Em Honduras, a violência está longe de ser excepcional. Mas esse ataque desnudou o papel preponderante dos Estados Unidos na guerra hondurenha. Autoridades americanas sustentam que os agentes do DEA a bordo dos helicópteros não atiraram naquela manhã; as armas teriam sido disparadas por policiais hondurenhos. Mas ninguém duvida de que as forças americanas estavam profundamente envolvidas no ataque, e que os helicópterios são propriedade do Departamento de Estado americano.
O fato é que, silenciosamente, os Estados Unidos têm aumentado a presença militar em Honduras, despejando verbas militares e forças de segurança no regime do presidente Porfirio Lobo, em nome do combate às drogas. O DEA está usando métodos de contra-insurgência desenvolvidos no Iraque contra traficantes de Honduras, e destacando esquadrões treinados nas Forças Especiais do exército americano para trabalhar em estreita colaboração com a polícia e o exército hondurenhos. A embaixadora americana em Honduras, Lisa Kubiske disse recentemente: “Nós temos uma oportunidade agora, porque os militares não estão mais em guerra no Iraque . Usando a verba militar que deixou de ser gasta lá, teríamos maior disponibilidade de recursos para trabalhar aqui”.
A história oficial omite – e os oficiais americanos e a mídia jamais mencionam – o fato de que o regime de Lobo, aliado dos Estados Unidos, é fruto do golpe militar de junho de 2009, que depôs o presidente eleito democraticamente, Manuel Zelaya. Embora o presidente Barack Obama e a secretária de Estado, Hillary Clinton, tenham criticado o golpe de estado à época em que Roberto Micheletti o liderou, acabaram por legitimá-lo. Apesar de a maioria esmagadora dos candidatos de oposição (e os observadores internacionais) terem boicotado a eleição pós-golpe, que levou Lobo ao poder, os Estados Unidos o parabenizaram por “restaurar a democracia” e promover a “reconciliação nacional” enquanto os chefes de estado de toda região negavam-se reconhecer sua presidência. E o Departamento de Estado e Hillary Clinton continuaram a dizer as mesmas baboseiras, como se viu quando o presidente Obama recebeu Lobo na Casa Branca, em outubro passado.
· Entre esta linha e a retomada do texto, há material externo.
//! Events crossing the element boundary in either direction.
//!
//! Sink side (from upstream): caps, segment, EOS, flush pairs.
//! Src side (from downstream): seeks and QoS. Range requests the cache
//! sends upstream are plain seeks with `KEY_UNIT | SNAP_BEFORE | FLUSH`.

use bitflags::bitflags;
use std::fmt;

use crate::core::clock::ClockTime;
use crate::core::segment::Segment;

/// Unit of seek/segment values
#[derive(Debug, Clone, Copy, PartialEq, Eq, Default)]
pub enum Format {
    /// Nanosecond timestamps
    #[default]
    Time,
    /// Frame/sample counts
    Default,
    /// Byte offsets
    Bytes,
}

bitflags! {
    /// Seek behaviour flags
    #[derive(Debug, Clone, Copy, PartialEq, Eq, Default)]
    pub struct SeekFlags: u32 {
        /// Flush in-flight data before serving the new position
        const FLUSH = 1 << 0;
        /// Accurate positioning, no keyframe snapping
        const ACCURATE = 1 << 1;
        /// Align the range start on a key unit
        const KEY_UNIT = 1 << 2;
        /// Snap to the key unit before the requested position
        const SNAP_BEFORE = 1 << 5;
        /// Snap to the key unit after the requested position
        const SNAP_AFTER = 1 << 6;
    }
}

/// How a seek start/stop value is interpreted
#[derive(Debug, Clone, Copy, PartialEq, Eq)]
pub enum SeekType {
    /// Leave the current value unchanged
    None,
    /// Absolute value
    Set,
    /// Relative to the segment duration (value is subtracted from it)
    End,
}

/// Seek request `{rate, format, flags, start_type, start, stop_type, stop}`
#[derive(Debug, Clone, PartialEq)]
pub struct SeekEvent {
    pub rate: f64,
    pub format: Format,
    pub flags: SeekFlags,
    pub start_type: SeekType,
    pub start: Option<ClockTime>,
    pub stop_type: SeekType,
    pub stop: Option<ClockTime>,
}

impl SeekEvent {
    /// Flushing absolute time seek to `[start, stop)`
    pub fn new(start: ClockTime, stop: Option<ClockTime>) -> Self {
        Self {
            rate: 1.0,
            format: Format::Time,
            flags: SeekFlags::FLUSH | SeekFlags::ACCURATE,
            start_type: SeekType::Set,
            start: Some(start),
            stop_type: if stop.is_some() { SeekType::Set } else { SeekType::None },
            stop,
        }
    }

    /// Range request sent upstream to fill `[start, stop)`
    pub fn range_request(start: ClockTime, stop: ClockTime) -> Self {
        Self {
            rate: 1.0,
            format: Format::Time,
            flags: SeekFlags::KEY_UNIT | SeekFlags::SNAP_BEFORE | SeekFlags::FLUSH,
            start_type: SeekType::Set,
            start: Some(start),
            stop_type: SeekType::Set,
            stop: Some(stop),
        }
    }

    pub fn with_flags(mut self, flags: SeekFlags) -> Self {
        self.flags = flags;
        self
    }

    pub fn with_rate(mut self, rate: f64) -> Self {
        self.rate = rate;
        self
    }

    pub fn with_format(mut self, format: Format) -> Self {
        self.format = format;
        self
    }
}

/// Format description of the data flowing through the cache.
#[derive(Debug, Clone, PartialEq, Eq)]
pub struct Caps {
    pub media_type: String,
    pub fields: Vec<(String, String)>,
}

impl Caps {
    pub fn new(media_type: impl Into<String>) -> Self {
        Self {
            media_type: media_type.into(),
            fields: Vec::new(),
        }
    }

    pub fn field(mut self, name: impl Into<String>, value: impl ToString) -> Self {
        self.fields.push((name.into(), value.to_string()));
        self
    }

    pub fn get(&self, name: &str) -> Option<&str> {
        self.fields
            .iter()
            .find(|(n, _)| n == name)
            .map(|(_, v)| v.as_str())
    }
}

impl fmt::Display for Caps {
    fn fmt(&self, f: &mut fmt::Formatter<'_>) -> fmt::Result {
        f.write_str(&self.media_type)?;
        for (name, value) in &self.fields {
            write!(f, ", {}={}", name, value)?;
        }
        Ok(())
    }
}

/// Quality-of-service report from downstream (accepted, not acted upon)
#[derive(Debug, Clone, PartialEq)]
pub struct QosEvent {
    pub proportion: f64,
    pub diff: i64,
    pub timestamp: ClockTime,
}

#[derive(Debug, Clone, PartialEq)]
pub enum Event {
    Caps(Caps),
    Segment(Segment),
    Eos,
    FlushStart,
    FlushStop { reset_time: bool },
    Seek(SeekEvent),
    Qos(QosEvent),
    /// Anything the cache does not interpret; forwarded as-is
    Custom(String),
}

impl Event {
    pub fn name(&self) -> &'static str {
        match self {
            Event::Caps(_) => "caps",
            Event::Segment(_) => "segment",
            Event::Eos => "eos",
            Event::FlushStart => "flush-start",
            Event::FlushStop { .. } => "flush-stop",
            Event::Seek(_) => "seek",
            Event::Qos(_) => "qos",
            Event::Custom(_) => "custom",
        }
    }
}

#[cfg(test)]
mod tests {
    use super::*;

    #[test]
    fn test_range_request_flags() {
        let seek = SeekEvent::range_request(ClockTime::SECOND, ClockTime::from_seconds(3));
        assert!(seek.flags.contains(SeekFlags::FLUSH));
        assert!(seek.flags.contains(SeekFlags::KEY_UNIT | SeekFlags::SNAP_BEFORE));
        assert_eq!(seek.start_type, SeekType::Set);
        assert_eq!(seek.stop, Some(ClockTime::from_seconds(3)));
    }

    #[test]
    fn test_caps_fields() {
        let caps = Caps::new("video/x-raw").field("width", 640).field("height", 480);
        assert_eq!(caps.get("width"), Some("640"));
        assert_eq!(caps.get("format"), None);
        assert_eq!(caps.to_string(), "video/x-raw, width=640, height=480");
    }
}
Os agentes americanos esquivam-se das questões políticas e culpam o tráfico de drogas por quase todos problemas do país. “Seria gratificante atribuir os problemas de Honduras a generais de óculos escuros ou a eleições manipuladas”, insistiu o ex-embaixador americano no país, James Creagan, numa carta ao New York Times de 5 de fevereiro. “Mas não é verdade. Não estamos nos anos 1970 quando se falava em golpes na América Central dos Contra e dos revolucionários”. A violência em Honduras, declarou, “é causada por drogas, gangues e corrupção… guiadas pelo mercado de derivados de folhas de coca”.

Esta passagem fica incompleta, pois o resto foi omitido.